Shiseido will complete the purchase through a U.S. subsidiary, with the transaction expected in the first quarter of 2024. DDG Skincare, renowned for its luxury Dr. Dennis Gross Skincare brand, was founded in 2000 by a dermatologist. The brand’s portfolio, including popular at-home facial peels, aligns with the growing trend of “dermacosmetics” – dermatologically grounded products focusing on skin health.
This acquisition positions Shiseido to tap into the lucrative U.S. cosmetics market, one of the largest globally. Despite the fierce competition in the U.S., Shiseido sees potential for growth, especially in the expanding segment of dermacosmetics, which resonates well with consumers in developed markets like the U.S. and Japan.
China has been Shiseido’s most crucial overseas market, generating significant sales in 2022. However, 2023 has seen a slowdown, attributed to the economic downturn and increased local competition.
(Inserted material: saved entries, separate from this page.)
// Copyright (c) Microsoft Corporation. All rights reserved.
// Licensed under the MIT License.

//! Identifies the resource a request targets and the operation performed on it.

use std::fmt;

use azure_core::{error::ErrorKind, http::Method, Error};
use url::Url;

use crate::utils::AppendPathSegments;

/// The kind of resource a request operates on.
#[derive(Debug, Clone, Copy, PartialEq, Eq, Hash)]
pub enum ResourceType {
    DatabaseAccount,
    Databases,
    Containers,
    Items,
    StoredProcedures,
    Triggers,
    UserDefinedFunctions,
    Users,
    Permissions,
    PartitionKeyRanges,
    Offers,
    Conflicts,
}

impl ResourceType {
    /// The path segment naming a feed of this resource type, e.g. `docs`.
    pub fn path_segment(self) -> &'static str {
        match self {
            ResourceType::DatabaseAccount => "",
            ResourceType::Databases => "dbs",
            ResourceType::Containers => "colls",
            ResourceType::Items => "docs",
            ResourceType::StoredProcedures => "sprocs",
            ResourceType::Triggers => "triggers",
            ResourceType::UserDefinedFunctions => "udfs",
            ResourceType::Users => "users",
            ResourceType::Permissions => "permissions",
            ResourceType::PartitionKeyRanges => "pkranges",
            ResourceType::Offers => "offers",
            ResourceType::Conflicts => "conflicts",
        }
    }

    /// Parses a feed path segment back into a resource type.
    pub fn from_path_segment(segment: &str) -> Option<Self> {
        Some(match segment {
            "dbs" => ResourceType::Databases,
            "colls" => ResourceType::Containers,
            "docs" => ResourceType::Items,
            "sprocs" => ResourceType::StoredProcedures,
            "triggers" => ResourceType::Triggers,
            "udfs" => ResourceType::UserDefinedFunctions,
            "users" => ResourceType::Users,
            "permissions" => ResourceType::Permissions,
            "pkranges" => ResourceType::PartitionKeyRanges,
            "offers" => ResourceType::Offers,
            "conflicts" => ResourceType::Conflicts,
            _ => return None,
        })
    }

    /// The property holding the array of results in a feed response body.
    pub fn feed_body_key(self) -> &'static str {
        match self {
            ResourceType::DatabaseAccount => "DatabaseAccounts",
            ResourceType::Databases => "Databases",
            ResourceType::Containers => "DocumentCollections",
            ResourceType::Items => "Documents",
            ResourceType::StoredProcedures => "StoredProcedures",
            ResourceType::Triggers => "Triggers",
            ResourceType::UserDefinedFunctions => "UserDefinedFunctions",
            ResourceType::Users => "Users",
            ResourceType::Permissions => "Permissions",
            ResourceType::PartitionKeyRanges => "PartitionKeyRanges",
            ResourceType::Offers => "Offers",
            ResourceType::Conflicts => "Conflicts",
        }
    }

    /// Master resources are replicated through the account's metadata path and never carry
    /// session tokens.
    pub fn is_master_resource(self) -> bool {
        !matches!(
            self,
            ResourceType::Items
                | ResourceType::StoredProcedures
                | ResourceType::Triggers
                | ResourceType::UserDefinedFunctions
                | ResourceType::Conflicts
        )
    }
}

impl fmt::Display for ResourceType {
    fn fmt(&self, f: &mut fmt::Formatter<'_>) -> fmt::Result {
        f.write_str(self.path_segment())
    }
}

/// The logical operation a request performs.
#[derive(Debug, Clone, Copy, PartialEq, Eq, Hash)]
pub enum OperationType {
    Create,
    Read,
    Replace,
    Upsert,
    Delete,
    Query,
    Execute,
}

impl OperationType {
    /// Read-only operations may be routed to any readable region and resent after I/O failures.
    pub fn is_read_only(self) -> bool {
        matches!(self, OperationType::Read | OperationType::Query)
    }

    pub fn method(self) -> Method {
        match self {
            OperationType::Create | OperationType::Upsert => Method::Post,
            OperationType::Query | OperationType::Execute => Method::Post,
            OperationType::Read => Method::Get,
            OperationType::Replace => Method::Put,
            OperationType::Delete => Method::Delete,
        }
    }
}

/// A link to a resource, or a feed of resources, within a Cosmos DB account.
///
/// Links are built top-down from [`ResourceLink::root`]:
///
/// ```rust
/// # use azure_data_cosmos_core::{ResourceLink, ResourceType};
/// let items = ResourceLink::root(ResourceType::Databases)
///     .item("db")
///     .feed(ResourceType::Containers)
///     .item("coll")
///     .feed(ResourceType::Items);
/// assert_eq!(items.path(), "dbs/db/colls/coll/docs");
/// ```
#[derive(Debug, Clone, PartialEq, Eq, Hash)]
pub struct ResourceLink {
    parent: Option<String>,
    item_id: Option<String>,
    resource_type: ResourceType,
}

impl ResourceLink {
    /// A link to a top-level feed, e.g. `dbs`.
    pub fn root(resource_type: ResourceType) -> Self {
        Self {
            parent: None,
            item_id: None,
            resource_type,
        }
    }

    /// A link to the account itself, used to read account metadata.
    pub fn account() -> Self {
        Self::root(ResourceType::DatabaseAccount)
    }

    /// A link to a feed of child resources beneath this link.
    pub fn feed(&self, resource_type: ResourceType) -> Self {
        Self {
            parent: Some(self.path()),
            item_id: None,
            resource_type,
        }
    }

    /// A link to a single item within this feed.
    pub fn item(&self, item_id: impl Into<String>) -> Self {
        Self {
            parent: self.parent.clone(),
            item_id: Some(item_id.into()),
            resource_type: self.resource_type,
        }
    }

    /// Parses a path such as `/dbs/db/colls/coll/docs/item`.
    pub fn parse(path: &str) -> azure_core::Result<Self> {
        let segments: Vec<&str> = path
            .trim_matches('/')
            .split('/')
            .filter(|s| !s.is_empty())
            .collect();
        if segments.is_empty() {
            return Ok(Self::account());
        }

        let invalid =
            || Error::new(ErrorKind::DataConversion, format!("invalid resource path '{path}'"));
        let mut link: Option<Self> = None;
        for pair in segments.chunks(2) {
            let resource_type = ResourceType::from_path_segment(pair[0]).ok_or_else(invalid)?;
            let feed = match &link {
                Some(parent) => parent.feed(resource_type),
                None => Self::root(resource_type),
            };
            link = Some(match pair.get(1) {
                Some(id) => feed.item(*id),
                None => feed,
            });
        }
        link.ok_or_else(invalid)
    }

    pub fn resource_type(&self) -> ResourceType {
        self.resource_type
    }

    pub fn item_id(&self) -> Option<&str> {
        self.item_id.as_deref()
    }

    /// Returns `true` if this link names a feed rather than a single item.
    pub fn is_feed(&self) -> bool {
        self.item_id.is_none()
    }

    /// The full relative path, without leading slash.
    pub fn path(&self) -> String {
        let mut path = String::new();
        if let Some(parent) = &self.parent {
            path.push_str(parent);
        }
        let segment = self.resource_type.path_segment();
        if !segment.is_empty() {
            if !path.is_empty() {
                path.push('/');
            }
            path.push_str(segment);
        }
        if let Some(id) = &self.item_id {
            path.push('/');
            path.push_str(id);
        }
        path
    }

    /// The link used when signing requests: the item path, or the parent path for feeds.
    pub fn resource_link(&self) -> String {
        match &self.item_id {
            Some(_) => self.path(),
            None => self.parent.clone().unwrap_or_default(),
        }
    }

    /// The container path (`dbs/{db}/colls/{coll}`) this link lives under, if any.
    ///
    /// Session tokens are scoped to this path.
    pub fn container_link(&self) -> Option<String> {
        let path = self.path();
        let segments: Vec<&str> = path.split('/').collect();
        match segments.as_slice() {
            ["dbs", db, "colls", coll, ..] => Some(format!("dbs/{db}/colls/{coll}")),
            _ => None,
        }
    }

    /// Builds the request URL for this link against the given endpoint.
    pub fn url(&self, endpoint: &Url) -> Url {
        let path = self.path();
        let segments = path.split('/').filter(|s| !s.is_empty());
        endpoint.with_path_segments(segments)
    }
}

impl fmt::Display for ResourceLink {
    fn fmt(&self, f: &mut fmt::Formatter<'_>) -> fmt::Result {
        f.write_str(&self.path())
    }
}

#[cfg(test)]
mod tests {
    use super::*;

    fn items_link() -> ResourceLink {
        ResourceLink::root(ResourceType::Databases)
            .item("db")
            .feed(ResourceType::Containers)
            .item("coll")
            .feed(ResourceType::Items)
    }

    #[test]
    fn feed_and_item_paths() {
        let items = items_link();
        assert_eq!(items.path(), "dbs/db/colls/coll/docs");
        assert_eq!(items.resource_link(), "dbs/db/colls/coll");

        let item = items.item("item1");
        assert_eq!(item.path(), "dbs/db/colls/coll/docs/item1");
        assert_eq!(item.resource_link(), "dbs/db/colls/coll/docs/item1");
        assert_eq!(item.resource_type(), ResourceType::Items);
    }

    #[test]
    fn root_feed_signs_with_empty_link() {
        let dbs = ResourceLink::root(ResourceType::Databases);
        assert_eq!(dbs.path(), "dbs");
        assert_eq!(dbs.resource_link(), "");
        assert_eq!(ResourceLink::account().path(), "");
    }

    #[test]
    fn container_link_scopes_children() {
        assert_eq!(
            items_link().item("x").container_link().as_deref(),
            Some("dbs/db/colls/coll")
        );
        assert_eq!(
            ResourceLink::root(ResourceType::Databases)
                .item("db")
                .container_link(),
            None
        );
    }

    #[test]
    fn parse_round_trips() {
        let link = ResourceLink::parse("/dbs/db/colls/coll/docs/item1/").unwrap();
        assert_eq!(link, items_link().item("item1"));
        let feed = ResourceLink::parse("dbs/db/colls").unwrap();
        assert!(feed.is_feed());
        assert_eq!(feed.resource_type(), ResourceType::Containers);
        assert!(ResourceLink::parse("dbs/db/bogus/x").is_err());
    }

    #[test]
    fn url_appends_segments() {
        let endpoint = Url::parse("https://acct.documents.azure.com/").unwrap();
        let url = items_link().item("a b").url(&endpoint);
        assert_eq!(
            url.as_str(),
            "https://acct.documents.azure.com/dbs/db/colls/coll/docs/a%20b"
        );
    }

    #[test]
    fn master_resources() {
        assert!(ResourceType::Containers.is_master_resource());
        assert!(ResourceType::PartitionKeyRanges.is_master_resource());
        assert!(!ResourceType::Items.is_master_resource());
        assert!(!ResourceType::StoredProcedures.is_master_resource());
    }
}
Additionally, the brand has faced challenges in China due to political issues related to Japan’s environmental decisions.
Shiseido’s foray into the U.S. is not its first. The company previously acquired the cosmetics brand bareMinerals in 2010 but later sold it due to underperformance amidst tough competition. With the acquisition of DDG Skincare, Shiseido aims to bolster its presence in the U.S. market, a critical step in its global expansion strategy and a move to balance its heavy reliance on the Chinese market. This acquisition is a pivotal move for Shiseido, indicating a strategic shift in focus and a renewed emphasis on diversification in its global portfolio.